**Collected data:**
· · · ·

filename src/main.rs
// Prevents additional console window on Windows in release
#![cfg_attr(not(debug_assertions), windows_subsystem = "windows")]

fn main() {
    markspace_lib::run()
}
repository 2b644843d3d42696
pub mod builder;
pub mod decoration;
pub mod document;
pub mod plugin;
pub mod selection;
pub mod syntax;

pub use builder::{build_decorations, ActiveLineSet};
pub use decoration::{Decoration, DecorationKind, DecorationSet, LineClass, MarkStyle, Widget};
pub use document::{Document, Line};
pub use plugin::{LivePreview, ViewUpdate};
pub use selection::{EditorSelection, SelectionRange};
pub use syntax::{parse, NodeKind, SyntaxNode, SyntaxTree};

/// One-shot build from raw text.
pub fn preview_text(text: &str, selection: &EditorSelection) -> DecorationSet {
    let doc = Document::new(text);
    let tree = parse(&doc);
    build_decorations(&doc, &tree, selection)
}
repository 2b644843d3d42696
fn main() {
    tauri_build::build()
}
use serde::{Deserialize, Serialize};
use std::collections::BTreeMap;
use std::path::Path;

use crate::error::Result;
use crate::fs;

pub const CONFIG_DIR: &str = ".markspace";
pub const CONFIG_FILE: &str = "config.json";

#[derive(Debug, Clone, Copy, PartialEq, Eq, Serialize, Deserialize)]
#[serde(rename_all = "lowercase")]
pub enum ColorScheme {
    Light,
    Dark,
    Sepia,
    Custom,
}

#[derive(Debug, Clone, Default, PartialEq, Serialize, Deserialize)]
#[serde(rename_all = "camelCase")]
pub struct ThemeOverrides {
    #[serde(default, skip_serializing_if = "Option::is_none")]
    pub font_family: Option<String>,
    #[serde(default, skip_serializing_if = "Option::is_none")]
    pub font_size: Option<f64>,
    #[serde(default, skip_serializing_if = "Option::is_none")]
    pub line_height: Option<f64>,
    #[serde(default, skip_serializing_if = "Option::is_none")]
    pub color_scheme: Option<ColorScheme>,
    #[serde(default, skip_serializing_if = "Option::is_none")]
    pub accent_color: Option<String>,
    #[serde(default, skip_serializing_if = "Option::is_none")]
    pub interface_font: Option<String>,
    #[serde(default, skip_serializing_if = "Option::is_none")]
    pub editor_font: Option<String>,
    #[serde(default, skip_serializing_if = "Option::is_none")]
    pub custom_colors: Option<BTreeMap<String, String>>,
}

impl ThemeOverrides {
    /// Field-by-field overlay: values set in `over` win.
    pub fn merged(self, over: ThemeOverrides) -> ThemeOverrides {
        ThemeOverrides {
            font_family: over.font_family.or(self.font_family),
            font_size: over.font_size.or(self.font_size),
            line_height: over.line_height.or(self.line_height),
            color_scheme: over.color_scheme.or(self.color_scheme),
            accent_color: over.accent_color.or(self.accent_color),
            interface_font: over.interface_font.or(self.interface_font),
            editor_font: over.editor_font.or(self.editor_font),
            custom_colors: over.custom_colors.or(self.custom_colors),
        }
    }
}

#[derive(Debug, Clone, Default, PartialEq, Eq, Serialize, Deserialize)]
#[serde(rename_all = "camelCase")]
pub struct EditorOverrides {
    #[serde(default, skip_serializing_if = "Option::is_none")]
    pub tab_size: Option<u32>,
    #[serde(default, skip_serializing_if = "Option::is_none")]
    pub word_wrap: Option<bool>,
    #[serde(default, skip_serializing_if = "Option::is_none")]
    pub line_numbers: Option<bool>,
    #[serde(default, skip_serializing_if = "Option::is_none")]
    pub focus_mode: Option<bool>,
}

impl EditorOverrides {
    pub fn merged(self, over: EditorOverrides) -> EditorOverrides {
        EditorOverrides {
            tab_size: over.tab_size.or(self.tab_size),
            word_wrap: over.word_wrap.or(self.word_wrap),
            line_numbers: over.line_numbers.or(self.line_numbers),
            focus_mode: over.focus_mode.or(self.focus_mode),
        }
    }
}

// Per-workspace settings stored under .markspace/config.json
#[derive(Debug, Clone, PartialEq, Serialize, Deserialize)]
#[serde(rename_all = "camelCase")]
pub struct WorkspaceConfig {
    #[serde(default)]
    pub theme: ThemeOverrides,
    #[serde(default)]
    pub editor: EditorOverrides,
    #[serde(default, skip_serializing_if = "Option::is_none")]
    pub ignore: Option<Vec<String>>,
}

impl Default for WorkspaceConfig {
    fn default() -> Self {
        Self {
            theme: ThemeOverrides {
                font_size: Some(14.0),
                line_height: Some(1.5),
                color_scheme: Some(ColorScheme::Dark),
                accent_color: Some("#e5a84b".to_string()),
                interface_font: Some("Inter".to_string()),
                ..Default::default()
            },
            editor: EditorOverrides {
                tab_size: Some(2),
                word_wrap: Some(true),
                line_numbers: Some(false),
                ..Default::default()
            },
            ignore: Some(vec![
                "node_modules".to_string(),
                ".git".to_string(),
                ".DS_Store".to_string(),
            ]),
        }
    }
}

impl WorkspaceConfig {
    /// Deep-merges `over` onto `self`: `theme` and `editor` field by field,
    /// other keys replaced when set.
    pub fn merged(self, over: WorkspaceConfig) -> WorkspaceConfig {
        WorkspaceConfig {
            theme: self.theme.merged(over.theme),
            editor: self.editor.merged(over.editor),
            ignore: over.ignore.or(self.ignore),
        }
    }

    pub fn is_ignored(&self, name: &str) -> bool {
        self.ignore
            .as_ref()
            .is_some_and(|names| names.iter().any(|n| n == name))
    }
}

pub fn config_path(root: &str) -> String {
    Path::new(root)
        .join(CONFIG_DIR)
        .join(CONFIG_FILE)
        .to_string_lossy()
        .into_owned()
}

/// Reads the workspace config file merged onto `base`. `Ok(None)` when the
/// workspace has no config.
pub fn try_load_config(root: &str, base: &WorkspaceConfig) -> Result<Option<WorkspaceConfig>> {
    let path = config_path(root);
    if !fs::exists(&path)? {
        return Ok(None);
    }

    let content = fs::read_file(&path)?;
    let user: WorkspaceConfig = serde_json::from_str(&content)?;
    Ok(Some(base.clone().merged(user)))
}

/// Like [`try_load_config`], but falls back to `base` on any failure.
pub fn load_config(root: &str, base: &WorkspaceConfig) -> WorkspaceConfig {
    match try_load_config(root, base) {
        Ok(Some(config)) => config,
        Ok(None) => base.clone(),
        Err(e) => {
            log::warn!("Failed to load config for {}: {}", root, e);
            base.clone()
        }
    }
}

pub fn save_config(root: &str, config: &WorkspaceConfig) -> Result<()> {
    let dir = Path::new(root).join(CONFIG_DIR).to_string_lossy().into_owned();
    if !fs::exists(&dir)? {
        fs::create_directory(&dir)?;
    }
    let content = serde_json::to_string_pretty(config)?;
    fs::write_file(&config_path(root), &content)
}
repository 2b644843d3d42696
use anyhow::Result;
use std::collections::HashMap;
use std::path::PathBuf;
use std::sync::{Mutex, RwLock};
use std::time::Instant;
use tauri::{AppHandle, Emitter, Manager, State};
use tauri_plugin_dialog::DialogExt;
use tauri_plugin_opener::OpenerExt;

pub mod error;
pub mod fs;
pub mod notifications;
pub mod paths;
pub mod preview;
pub mod search;
pub mod workspace;

use error::Error;
use fs::{Entry, FolderHandle, FsEvent, FsWatcher};
use notifications::{now_ms, Notification, NotificationCenter, NotificationKind};
use preview::{DecorationSet, EditorSelection, LivePreview, ViewUpdate};
use search::{SearchAction, SearchOptions, SearchOptionsPatch, SearchResult, SearchState};
use workspace::config::{save_config, try_load_config, WorkspaceConfig};
use workspace::session::{load_session, save_session, SavedState, SESSION_FILE};
use workspace::{WorkspaceAction, WorkspaceState};

// App state
pub struct AppState {
    pub workspace: RwLock<WorkspaceState>,
    pub search: RwLock<SearchState>,
    pub notifications: Mutex<NotificationCenter>,
    /// Live-preview state per editor view id
    pub previews: Mutex<HashMap<String, LivePreview>>,
    pub file_watcher: Mutex<Option<FsWatcher>>,
}

impl AppState {
    fn new(workspace: WorkspaceState) -> Self {
        Self {
            workspace: RwLock::new(workspace),
            search: RwLock::new(SearchState::default()),
            notifications: Mutex::new(NotificationCenter::new()),
            previews: Mutex::new(HashMap::new()),
            file_watcher: Mutex::new(None),
        }
    }
}

impl Default for AppState {
    fn default() -> Self {
        Self::new(WorkspaceState::default())
    }
}

// Get session file path
fn get_session_path(app: &AppHandle) -> Result<PathBuf> {
    let app_data = app.path().app_data_dir()?;
    std::fs::create_dir_all(&app_data)?;
    Ok(app_data.join(SESSION_FILE))
}

// Load the previous session, reloading the workspace config from disk
fn load_workspace(app: &AppHandle) -> WorkspaceState {
    let Some(saved) = get_session_path(app).ok().and_then(|p| load_session(&p)) else {
        return WorkspaceState::default();
    };

    let mut workspace = saved.restore();
    if let Some(root) = workspace.root.clone() {
        workspace.config = workspace::load_config(&root.path, &workspace.config);
    }
    workspace
}

// Save the session to disk
fn persist_session(app: &AppHandle, workspace: &WorkspaceState) {
    let saved = SavedState::from_state(workspace);
    let result = get_session_path(app).and_then(|path| Ok(save_session(&path, &saved)?));
    if let Err(e) = result {
        log::error!("Failed to save session: {}", e);
    }
}

// Queue a notification and push it to the frontend
fn post_notification(app: &AppHandle, kind: NotificationKind, message: impl Into<String>) {
    let state = app.state::<AppState>();
    let notification = {
        let mut center = state.notifications.lock().expect("notifications mutex");
        let id = center.add(kind, message, None);
        center.get(&id).cloned()
    };
    if let Some(notification) = notification {
        let _ = app.emit("notification", notification);
    }
}

// Default config with the global theme preferences laid over it
fn config_base(state: &AppState) -> WorkspaceConfig {
    let workspace = state.workspace.read().expect("workspace read lock");
    let mut base = WorkspaceConfig::default();
    base.theme = base.theme.merged(workspace.config.theme.clone());
    base
}

fn workspace_root(state: &AppState) -> Result<String, String> {
    let workspace = state.workspace.read().expect("workspace read lock");
    workspace
        .root
        .as_ref()
        .map(|r| r.path.clone())
        .ok_or_else(|| "Workspace root not set".to_string())
}

// Apply a workspace action, persist, and return the new state
fn update_workspace(app: &AppHandle, state: &AppState, action: WorkspaceAction) -> WorkspaceState {
    let snapshot = {
        let mut workspace = state.workspace.write().expect("workspace write lock");
        workspace.apply(action);
        workspace.clone()
    };
    persist_session(app, &snapshot);
    snapshot
}

// TAURI COMMANDS

#[tauri::command]
async fn open_folder(app: AppHandle) -> Result<Option<FolderHandle>, String> {
    let (tx, rx) = tokio::sync::oneshot::channel();
    app.dialog()
        .file()
        .set_title("Open Folder")
        .pick_folder(move |path| {
            let _ = tx.send(path);
        });

    let picked = rx.await.map_err(|_| Error::DialogClosed.to_string())?;
    let Some(picked) = picked else {
        return Ok(None);
    };
    let path = picked.into_path().map_err(|e| e.to_string())?;
    Ok(Some(FolderHandle::from_path(&path.to_string_lossy())))
}

#[tauri::command]
async fn save_file_dialog(app: AppHandle, default_name: Option<String>) -> Result<Option<String>, String> {
    let (tx, rx) = tokio::sync::oneshot::channel();
    app.dialog()
        .file()
        .add_filter("Markdown", &["md"])
        .set_file_name(default_name.unwrap_or_else(|| "Untitled.md".to_string()))
        .save_file(move |path| {
            let _ = tx.send(path);
        });

    let picked = rx.await.map_err(|_| Error::DialogClosed.to_string())?;
    match picked {
        Some(path) => {
            let path = path.into_path().map_err(|e| e.to_string())?;
            Ok(Some(path.to_string_lossy().into_owned()))
        }
        None => Ok(None),
    }
}

#[tauri::command]
async fn read_file(path: String) -> Result<String, String> {
    let path = paths::validate_path(&path).map_err(|e| e.to_string())?;
    tokio::fs::read_to_string(path)
        .await
        .map_err(|e| e.to_string())
}

#[tauri::command]
async fn write_file(path: String, content: String) -> Result<(), String> {
    let path = paths::validate_path(&path).map_err(|e| e.to_string())?;
    tokio::fs::write(path, content)
        .await
        .map_err(|e| e.to_string())
}

#[tauri::command]
fn write_file_atomic(path: String, content: String) -> Result<(), String> {
    fs::write_file_atomic(&path, &content).map_err(|e| e.to_string())
}

#[tauri::command]
fn delete_path(app: AppHandle, path: String, state: State<AppState>) -> Result<(), String> {
    fs::delete_path(&path).map_err(|e| e.to_string())?;
    update_workspace(&app, &state, WorkspaceAction::CloseFileByPath(path));
    Ok(())
}

#[tauri::command]
fn list_directory(path: String, state: State<AppState>) -> Result<Vec<Entry>, String> {
    let entries = fs::list_directory(&path).map_err(|e| e.to_string())?;
    let workspace = state.workspace.read().expect("workspace read lock");
    Ok(entries
        .into_iter()
        .filter(|entry| !workspace.config.is_ignored(&entry.name))
        .collect())
}

#[tauri::command]
fn path_exists(path: String) -> Result<bool, String> {
    fs::exists(&path).map_err(|e| e.to_string())
}

#[tauri::command]
fn rename_path(
    app: AppHandle,
    old_path: String,
    new_path: String,
    state: State<AppState>,
) -> Result<(), String> {
    fs::rename_path(&old_path, &new_path).map_err(|e| e.to_string())?;

    let new_name = paths::display_name(&new_path);
    update_workspace(
        &app,
        &state,
        WorkspaceAction::RenameOpenFile {
            old_path,
            new_path,
            new_name,
        },
    );
    Ok(())
}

· · · ·

**BRIEF:**
Only a number belongs in the answer: state how many lines of the entries above hold "Failed".

**THE COMPLETED TASK:**
2